Five main groups of women seek this reproductive service:

  • Women who wish to have children at a later date. These women are aware that fertility declines with age and are choosing to undergo IVF treatment sooner, storing their eggs for the future.
  • Women with cancer, as chemotherapy and radiation treatment, can often have a harmful effect on fertility, rendering many of these women menopausal.
  • Women who are at risk of early menopause or who have a genetic disorder that could limit fertility (e.g. Turner syndrome).
  • Couples who, for religious or ethical reasons, are opposed to freezing embryos that result from IVF treatments and are more comfortable with storing unfertilised eggs instead.
  • Couples who have no sperm retrievable on the day of their egg collection.

Other instances where egg freezing may be beneficial are:

  • Donor cryo-banking – some women may wish to become “Clinic-recruited donors” and donate their eggs for use by other couples undergoing IVF treatment.
  • To allow synchronisation of donor and recipient cycle, although the most common practice, in this case, is to freeze embryos.

How would my eggs be retrieved?

In egg freezing, a woman’s mature eggs are developed and removed using standard IVF techniques. This typically involves three stages of treatment: pituitary suppression, ovarian stimulation and egg retrieval.

Each of these treatments will be discussed in detail with your clinician. The egg retrieval itself is performed by an ultrasound-guided needle passed through the top of the vagina. The needle is passed into each follicle in the ovary and the fluid is withdrawn into a test tube. The fluid from each follicle is examined under a microscope and the eggs are collected for cryopreservation.
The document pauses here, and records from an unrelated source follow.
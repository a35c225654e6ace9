use crate::Route;
use dioxus::prelude::*;

/// Public landing page. The navigation bar stays hidden here, so the page
/// carries its own links into the application.
#[component]
pub fn Landing() -> Element {
    rsx! {
        div { id: "landing-page", class: "page hero",
            h1 { "SentiMent" }
            p { class: "tagline", "Track what your audience feels, as it happens." }
            div { class: "hero-actions",
                Link { class: "cta-button", to: Route::Auth {}, "Sign in" }
                Link { class: "cta-link", to: Route::Dashboard {}, "Explore the dashboard" }
            }
        }
    }
}
use crate::Route;
use dioxus::prelude::*;

// catch-all for paths outside the route table
#[component]
pub fn NotFound(segments: Vec<String>) -> Element {
    let attempted = format!("/{}", segments.join("/"));

    rsx! {
        div { id: "not-found-page", class: "page",
            h1 { "Page not found" }
            p { "No route matches {attempted}." }
            Link { to: Route::Dashboard {}, "Back to the dashboard" }
        }
    }
}
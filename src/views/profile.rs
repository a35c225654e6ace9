use crate::Route;
use crate::session::Session;
use dioxus::prelude::*;

#[component]
pub fn Profile() -> Element {
    let session = use_context::<Signal<Session>>();

    rsx! {
        div { id: "profile-page", class: "page",
            h1 { "Profile" }
            match &*session.read() {
                Session::Authenticated(profile) => rsx! {
                    p {
                        strong { "Username:" }
                        " {profile.username}"
                    }
                    p {
                        strong { "Signed in:" }
                        " {profile.signed_in_at}"
                    }
                },
                Session::Anonymous => rsx! {
                    p { "You are not signed in." }
                    Link { to: Route::Auth {}, "Go to sign in" }
                },
            }
        }
    }
}
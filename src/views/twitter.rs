use dioxus::prelude::*;

#[component]
pub fn Twitter() -> Element {
    rsx! {
        div { id: "twitter-page", class: "page",
            h1 { "Twitter sentiment" }
            p { "Live sentiment for the terms you track." }
        }
    }
}
use dioxus::prelude::*;

#[component]
pub fn Chatbot() -> Element {
    rsx! {
        div { id: "chatbot-page", class: "page",
            h1 { "Chatbot" }
            p { "Conversational assistant over your sentiment data." }
        }
    }
}
/// Feedback surface of the control panel.
///
/// The panel reports what an operator should see; how it is shown (keypad
/// LEDs, a touch screen, a terminal) is up to the implementation. Every
/// method defaults to doing nothing.
pub trait Indicator: Send + Sync {
    /// Number of digits entered so far (0 clears the display).
    fn pin_length(&self, _len: usize) {}

    /// Entry overflowed and restarted.
    fn pin_overflow(&self) {}

    /// PIN accepted and arming countdown started.
    fn pin_accepted(&self) {}

    /// PIN matched no secret.
    fn pin_rejected(&self) {}

    /// Progress bar at `step` of `total`; zero clears it.
    fn progress(&self, _step: u32, _total: u32) {}

    fn armed_changed(&self, _armed: bool) {}

    fn fullscreen_changed(&self, _fullscreen: bool) {}
}

/// Indicator that shows nothing.
#[derive(Clone, Copy, Debug, Default)]
pub struct NullIndicator;

impl Indicator for NullIndicator {}
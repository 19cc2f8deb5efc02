//! Command queue and dispatch worker.
//!
//! The control panel never talks to the remote backend itself. It drops
//! [`AlarmCommand`](crate::AlarmCommand)s into an unbounded queue, and a
//! background [`DispatchWorker`] drains them at a fixed cadence, combines
//! them with what the shared store says, and hands alarm submissions to an
//! [`AlarmSubmitter`].

mod queue;
mod worker;

pub use queue::{command_queue, CommandReceiver, CommandSender};
pub use worker::{DispatchWorker, Tick, WorkerHandle};

use crate::remote::SubmissionOutcome;
use crate::AlarmCommand;

/// Performs one alarm submission for a command.
///
/// Implementations must not panic and must not retry; the worker's next
/// tick is the retry.
pub trait AlarmSubmitter: Send {
    fn submit(&self, command: AlarmCommand) -> SubmissionOutcome;
}

impl<S: AlarmSubmitter + ?Sized> AlarmSubmitter for Box<S> {
    fn submit(&self, command: AlarmCommand) -> SubmissionOutcome {
        (**self).submit(command)
    }
}
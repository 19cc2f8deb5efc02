//! HTTP snapshot camera source.
//!
//! Fetches one JPEG per request from cameras that expose a still-image
//! endpoint (most IP cameras and ESP32 camera firmwares do).

use anyhow::{anyhow, Context, Result};
use std::io::Read;
use std::time::Duration;
use url::Url;

use super::{CapturedFrame, FrameSource};

const MAX_JPEG_BYTES: u64 = 5 * 1024 * 1024;
const FETCH_TIMEOUT: Duration = Duration::from_secs(5);

pub struct SnapshotSource {
    url: String,
    width: u32,
    agent: ureq::Agent,
    frame_count: u64,
}

impl SnapshotSource {
    pub fn new(url: &str, width: u32) -> Result<Self> {
        let parsed = Url::parse(url).context("parse snapshot url")?;
        match parsed.scheme() {
            "http" | "https" => {}
            other => {
                return Err(anyhow!(
                    "unsupported snapshot scheme '{}'; expected http(s)",
                    other
                ))
            }
        }
        let agent = ureq::AgentBuilder::new().timeout(FETCH_TIMEOUT).build();
        Ok(Self {
            url: url.to_string(),
            width,
            agent,
            frame_count: 0,
        })
    }

    pub fn frames_fetched(&self) -> u64 {
        self.frame_count
    }

    fn fetch(&self) -> Result<Vec<u8>> {
        let response = self
            .agent
            .get(&self.url)
            .call()
            .with_context(|| format!("fetch jpeg snapshot from {}", self.url))?;
        let mut bytes = Vec::new();
        response
            .into_reader()
            .take(MAX_JPEG_BYTES)
            .read_to_end(&mut bytes)
            .context("read jpeg snapshot")?;
        if bytes.is_empty() {
            return Err(anyhow!("empty jpeg snapshot"));
        }
        Ok(bytes)
    }
}

impl FrameSource for SnapshotSource {
    fn describe(&self) -> String {
        format!("snapshot camera {}", self.url)
    }

    fn connect(&mut self) -> Result<()> {
        self.fetch().map(|_| ())
    }

    fn next_frame(&mut self) -> Result<CapturedFrame> {
        let bytes = self.fetch()?;
        self.frame_count += 1;
        CapturedFrame::from_jpeg(&bytes, self.width)
    }
}
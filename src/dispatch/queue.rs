use anyhow::{anyhow, Result};
use crossbeam_channel::{Receiver, RecvTimeoutError, Sender};
use std::time::Duration;

use crate::AlarmCommand;

/// Creates the panel to worker command queue. Unbounded: enqueueing never blocks.
pub fn command_queue() -> (CommandSender, CommandReceiver) {
    let (tx, rx) = crossbeam_channel::unbounded();
    (CommandSender { tx }, CommandReceiver { rx })
}

#[derive(Clone, Debug)]
pub struct CommandSender {
    tx: Sender<AlarmCommand>,
}

impl CommandSender {
    /// Fails only when the worker side has been dropped.
    pub fn send(&self, command: AlarmCommand) -> Result<()> {
        self.tx
            .send(command)
            .map_err(|_| anyhow!("dispatch worker is gone, dropped '{}' command", command))
    }
}

#[derive(Debug)]
pub struct CommandReceiver {
    rx: Receiver<AlarmCommand>,
}

impl CommandReceiver {
    /// Waits up to `wait` for the next command.
    ///
    /// Once every sender is gone this still waits the full duration, so
    /// callers keep their cadence instead of spinning.
    pub fn next(&self, wait: Duration) -> Option<AlarmCommand> {
        match self.rx.recv_timeout(wait) {
            Ok(command) => Some(command),
            Err(RecvTimeoutError::Timeout) => None,
            Err(RecvTimeoutError::Disconnected) => {
                std::thread::sleep(wait);
                None
            }
        }
    }

    pub fn pending(&self) -> usize {
        self.rx.len()
    }
}

#[cfg(test)]
mod tests {
    use super::*;
    use std::time::Instant;

    #[test]
    fn commands_arrive_in_order() {
        let (tx, rx) = command_queue();
        tx.send(AlarmCommand::Standard).expect("send");
        tx.send(AlarmCommand::Sos).expect("send");
        assert_eq!(rx.pending(), 2);
        assert_eq!(rx.next(Duration::ZERO), Some(AlarmCommand::Standard));
        assert_eq!(rx.next(Duration::ZERO), Some(AlarmCommand::Sos));
        assert_eq!(rx.next(Duration::from_millis(5)), None);
    }

    #[test]
    fn disconnected_queue_still_paces_the_caller() {
        let (tx, rx) = command_queue();
        drop(tx);
        let started = Instant::now();
        assert_eq!(rx.next(Duration::from_millis(30)), None);
        assert!(started.elapsed() >= Duration::from_millis(30));
    }

    #[test]
    fn send_fails_once_receiver_dropped() {
        let (tx, rx) = command_queue();
        drop(rx);
        assert!(tx.send(AlarmCommand::None).is_err());
    }
}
The procedure will take only 20-30 minutes and is performed under sedation or anaesthetic. You will, therefore, be required to rest in the recovery room for about an hour afterwards.

You will also require monitoring with serial blood sampling and transvaginal ultrasonography during your cycle. It is common to experience some cramping and discomfort after egg retrieval as well as some vaginal spotting or bleeding. A heat pack, hot-water bottle or analgesic should be sufficient to manage the discomfort, but should the pain become severe or the bleeding heavy, please contact the clinic. You will need about two days off work.

As with all medications and medical procedures, side effects and potential risks are involved with all of the medications that may be received, and with egg-retrieval procedures. We encourage you to discuss these with your treating specialist.

How many eggs can I expect to get from an IVF cycle for egg freezing?

The number of eggs retrieved in a single stimulation cycle is a very individual outcome. It depends greatly on your health, your age and how well you respond to the drug treatment. In addition, with human oocytes it is a case of “more is not necessarily better’’ with regards to egg numbers and quality.

With these factors in mind, your fertility specialist will tailor your drug/treatment cycle according to your specific requirements and/or previous responses.

How does cryopreservation work?

Vitrification is the process by which the solution containing the egg is cooled so rapidly that the water molecules do not have time to form damaging ice crystals and instantly solidify into a glass-like structure.

Our ability to freeze any cell depends on many factors, but most significantly on how much water the cell contains. Because water expands in volume as it turns to ice, cells must be dehydrated before freezing to prevent them from rupturing. The addition of a cryoprotectant, which does not expand upon freezing, can greatly reduce the risk of cell rupture.

Traditional cryopreservation protocols impose “slow’’ cooling rates of about -1C to -2C a minute in specifically designed, temperature-controlled chambers, whereas a more recent technique is called “vitrification’’. Under this process, cooling rates are so rapid (more than 20,000C a minute) that ice does not have a chance to form, and the mixture of cryoprotectant and egg forms a glass-like gel. At City Fertility Centre we routinely use vitrification as the preferred method of egg freezing.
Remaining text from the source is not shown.